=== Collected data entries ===

--

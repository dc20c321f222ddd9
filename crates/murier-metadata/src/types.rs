//! Column type vocabulary for the MySQL family.
//!
//! The set is closed: every declarable column type is a variant here, and
//! the schema introspector parses `information_schema` type text back into
//! the same vocabulary so declared and live schemas compare exactly.

use std::fmt;

/// Semantic column type.
#[derive(Debug, Clone, PartialEq, Eq)]
pub enum ColumnType {
	TinyInt,
	SmallInt,
	MediumInt,
	Int,
	BigInt,
	Decimal { precision: u8, scale: u8 },
	Float,
	Double,
	Char,
	VarChar,
	TinyText,
	Text,
	MediumText,
	LongText,
	Binary,
	VarBinary,
	TinyBlob,
	Blob,
	MediumBlob,
	LongBlob,
	Date,
	Time,
	DateTime,
	Timestamp,
	Year,
	Enum { choices: Vec<String> },
	Set { choices: Vec<String> },
	Json,
	Geometry,
	Point,
	LineString,
	Polygon,
}

/// Broad conversion family, the unit the value codec dispatches on.
#[derive(Debug, Clone, Copy, PartialEq, Eq)]
pub enum TypeFamily {
	Integer,
	Numeric,
	Textual,
	Binary,
	Temporal,
	Json,
	Spatial,
}

impl ColumnType {
	pub fn family(&self) -> TypeFamily {
		match self {
			ColumnType::TinyInt
			| ColumnType::SmallInt
			| ColumnType::MediumInt
			| ColumnType::Int
			| ColumnType::BigInt
			| ColumnType::Year => TypeFamily::Integer,
			ColumnType::Decimal { .. } | ColumnType::Float | ColumnType::Double => {
				TypeFamily::Numeric
			}
			ColumnType::Char
			| ColumnType::VarChar
			| ColumnType::TinyText
			| ColumnType::Text
			| ColumnType::MediumText
			| ColumnType::LongText
			| ColumnType::Time
			| ColumnType::Enum { .. }
			| ColumnType::Set { .. } => TypeFamily::Textual,
			ColumnType::Binary
			| ColumnType::VarBinary
			| ColumnType::TinyBlob
			| ColumnType::Blob
			| ColumnType::MediumBlob
			| ColumnType::LongBlob => TypeFamily::Binary,
			ColumnType::Date | ColumnType::DateTime | ColumnType::Timestamp => TypeFamily::Temporal,
			ColumnType::Json => TypeFamily::Json,
			ColumnType::Geometry
			| ColumnType::Point
			| ColumnType::LineString
			| ColumnType::Polygon => TypeFamily::Spatial,
		}
	}

	/// The bare MySQL type keyword, without length or modifiers.
	pub fn sql_keyword(&self) -> &'static str {
		match self {
			ColumnType::TinyInt => "tinyint",
			ColumnType::SmallInt => "smallint",
			ColumnType::MediumInt => "mediumint",
			ColumnType::Int => "int",
			ColumnType::BigInt => "bigint",
			ColumnType::Decimal { .. } => "decimal",
			ColumnType::Float => "float",
			ColumnType::Double => "double",
			ColumnType::Char => "char",
			ColumnType::VarChar => "varchar",
			ColumnType::TinyText => "tinytext",
			ColumnType::Text => "text",
			ColumnType::MediumText => "mediumtext",
			ColumnType::LongText => "longtext",
			ColumnType::Binary => "binary",
			ColumnType::VarBinary => "varbinary",
			ColumnType::TinyBlob => "tinyblob",
			ColumnType::Blob => "blob",
			ColumnType::MediumBlob => "mediumblob",
			ColumnType::LongBlob => "longblob",
			ColumnType::Date => "date",
			ColumnType::Time => "time",
			ColumnType::DateTime => "datetime",
			ColumnType::Timestamp => "timestamp",
			ColumnType::Year => "year",
			ColumnType::Enum { .. } => "enum",
			ColumnType::Set { .. } => "set",
			ColumnType::Json => "json",
			ColumnType::Geometry => "geometry",
			ColumnType::Point => "point",
			ColumnType::LineString => "linestring",
			ColumnType::Polygon => "polygon",
		}
	}

	/// Render the full DDL type fragment, e.g. `varchar(255)` or
	/// `decimal(10,2)` or `enum('a','b')`.
	pub fn ddl_fragment(&self, length: Option<u32>) -> String {
		match self {
			ColumnType::Decimal { precision, scale } => {
				format!("decimal({precision},{scale})")
			}
			ColumnType::Enum { choices } | ColumnType::Set { choices } => {
				let quoted: Vec<String> = choices
					.iter()
					.map(|c| format!("'{}'", c.replace('\'', "''")))
					.collect();
				format!("{}({})", self.sql_keyword(), quoted.join(","))
			}
			_ => match length {
				Some(len) => format!("{}({})", self.sql_keyword(), len),
				None => self.sql_keyword().to_string(),
			},
		}
	}

	/// Parse an `information_schema.columns.COLUMN_TYPE` value, e.g.
	/// `int(11) unsigned`, `varchar(255)`, `decimal(10,2)` or
	/// `enum('a','b')`. Returns the type, the declared length and the
	/// unsigned flag, or `None` for a shape outside the vocabulary.
	pub fn parse_column_type(raw: &str) -> Option<ParsedColumnType> {
		let lowered = raw.trim().to_ascii_lowercase();
		let unsigned = lowered.contains("unsigned");
		let head = lowered.split_whitespace().next()?;
		let (keyword, args) = match head.find('(') {
			Some(open) => {
				let close = head.rfind(')')?;
				(&head[..open], Some(&head[open + 1..close]))
			}
			None => (head, None),
		};

		let length = |args: Option<&str>| -> Option<u32> { args.and_then(|a| a.parse().ok()) };
		let ty = match keyword {
			"tinyint" => ColumnType::TinyInt,
			"smallint" => ColumnType::SmallInt,
			"mediumint" => ColumnType::MediumInt,
			"int" | "integer" => ColumnType::Int,
			"bigint" => ColumnType::BigInt,
			"decimal" | "numeric" => {
				let mut parts = args.unwrap_or("10,0").splitn(2, ',');
				let precision = parts.next()?.trim().parse().ok()?;
				let scale = parts.next().unwrap_or("0").trim().parse().ok()?;
				return Some(ParsedColumnType {
					ty: ColumnType::Decimal { precision, scale },
					length: None,
					unsigned,
				});
			}
			"float" => ColumnType::Float,
			"double" | "real" => ColumnType::Double,
			"char" => ColumnType::Char,
			"varchar" => ColumnType::VarChar,
			"tinytext" => ColumnType::TinyText,
			"text" => ColumnType::Text,
			"mediumtext" => ColumnType::MediumText,
			"longtext" => ColumnType::LongText,
			"binary" => ColumnType::Binary,
			"varbinary" => ColumnType::VarBinary,
			"tinyblob" => ColumnType::TinyBlob,
			"blob" => ColumnType::Blob,
			"mediumblob" => ColumnType::MediumBlob,
			"longblob" => ColumnType::LongBlob,
			"date" => ColumnType::Date,
			"time" => ColumnType::Time,
			"datetime" => ColumnType::DateTime,
			"timestamp" => ColumnType::Timestamp,
			"year" => ColumnType::Year,
			"enum" | "set" => {
				let choices = parse_choices(args.unwrap_or(""));
				let ty = if keyword == "enum" {
					ColumnType::Enum { choices }
				} else {
					ColumnType::Set { choices }
				};
				return Some(ParsedColumnType {
					ty,
					length: None,
					unsigned,
				});
			}
			"json" => ColumnType::Json,
			"geometry" => ColumnType::Geometry,
			"point" => ColumnType::Point,
			"linestring" => ColumnType::LineString,
			"polygon" => ColumnType::Polygon,
			_ => return None,
		};
		let length = length(args);
		Some(ParsedColumnType {
			ty,
			length,
			unsigned,
		})
	}
}

impl fmt::Display for ColumnType {
	fn fmt(&self, f: &mut fmt::Formatter<'_>) -> fmt::Result {
		f.write_str(&self.ddl_fragment(None))
	}
}

/// Result of parsing a live `COLUMN_TYPE` string.
#[derive(Debug, Clone, PartialEq, Eq)]
pub struct ParsedColumnType {
	pub ty: ColumnType,
	pub length: Option<u32>,
	pub unsigned: bool,
}

fn parse_choices(args: &str) -> Vec<String> {
	let mut choices = Vec::new();
	let mut current = String::new();
	let mut in_quote = false;
	let mut chars = args.chars().peekable();
	while let Some(c) = chars.next() {
		match c {
			'\'' if !in_quote => in_quote = true,
			'\'' if in_quote => {
				if chars.peek() == Some(&'\'') {
					chars.next();
					current.push('\'');
				} else {
					in_quote = false;
					choices.push(std::mem::take(&mut current));
				}
			}
			_ if in_quote => current.push(c),
			_ => {}
		}
	}
	choices
}

/// Key participation tag reported per column.
#[derive(Debug, Clone, Copy, PartialEq, Eq)]
pub enum ColumnKey {
	Primary,
	Unique,
	Multiple,
}

impl ColumnKey {
	pub fn from_information_schema(raw: &str) -> Option<ColumnKey> {
		match raw {
			"PRI" => Some(ColumnKey::Primary),
			"UNI" => Some(ColumnKey::Unique),
			"MUL" => Some(ColumnKey::Multiple),
			_ => None,
		}
	}
}

/// Referential action on a foreign key.
#[derive(Debug, Clone, Copy, PartialEq, Eq, Default)]
pub enum ReferentialRule {
	Cascade,
	SetNull,
	#[default]
	Restrict,
	NoAction,
	SetDefault,
}

impl ReferentialRule {
	pub fn as_sql(&self) -> &'static str {
		match self {
			ReferentialRule::Cascade => "CASCADE",
			ReferentialRule::SetNull => "SET NULL",
			ReferentialRule::Restrict => "RESTRICT",
			ReferentialRule::NoAction => "NO ACTION",
			ReferentialRule::SetDefault => "SET DEFAULT",
		}
	}

	pub fn from_sql(raw: &str) -> Option<ReferentialRule> {
		match raw.trim().to_ascii_uppercase().as_str() {
			"CASCADE" => Some(ReferentialRule::Cascade),
			"SET NULL" => Some(ReferentialRule::SetNull),
			"RESTRICT" => Some(ReferentialRule::Restrict),
			"NO ACTION" => Some(ReferentialRule::NoAction),
			"SET DEFAULT" => Some(ReferentialRule::SetDefault),
			_ => None,
		}
	}
}

#[cfg(test)]
mod tests {
	use super::*;

	#[test]
	fn parses_plain_int() {
		let parsed = ColumnType::parse_column_type("int(11)").unwrap();
		assert_eq!(parsed.ty, ColumnType::Int);
		assert_eq!(parsed.length, Some(11));
		assert!(!parsed.unsigned);
	}

	#[test]
	fn parses_unsigned_bigint() {
		let parsed = ColumnType::parse_column_type("bigint(20) unsigned").unwrap();
		assert_eq!(parsed.ty, ColumnType::BigInt);
		assert!(parsed.unsigned);
	}

	#[test]
	fn parses_decimal_precision_scale() {
		let parsed = ColumnType::parse_column_type("decimal(10,2)").unwrap();
		assert_eq!(
			parsed.ty,
			ColumnType::Decimal {
				precision: 10,
				scale: 2
			}
		);
	}

	#[test]
	fn parses_enum_choices() {
		let parsed = ColumnType::parse_column_type("enum('active','banned')").unwrap();
		assert_eq!(
			parsed.ty,
			ColumnType::Enum {
				choices: vec!["active".to_string(), "banned".to_string()]
			}
		);
	}

	#[test]
	fn parses_quoted_quote_in_choice() {
		let parsed = ColumnType::parse_column_type("enum('it''s','b')").unwrap();
		assert_eq!(
			parsed.ty,
			ColumnType::Enum {
				choices: vec!["it's".to_string(), "b".to_string()]
			}
		);
	}

	#[test]
	fn rejects_unknown_keyword() {
		assert!(ColumnType::parse_column_type("frobnicate(3)").is_none());
	}

	#[test]
	fn ddl_fragment_renders_length_and_choices() {
		assert_eq!(ColumnType::VarChar.ddl_fragment(Some(255)), "varchar(255)");
		assert_eq!(
			ColumnType::Decimal {
				precision: 8,
				scale: 3
			}
			.ddl_fragment(None),
			"decimal(8,3)"
		);
		assert_eq!(
			ColumnType::Enum {
				choices: vec!["a".to_string(), "b".to_string()]
			}
			.ddl_fragment(None),
			"enum('a','b')"
		);
	}
}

--

The number of lines above containing the word "Option" is all that should be returned.

=== EXERCISE ANSWER ===
6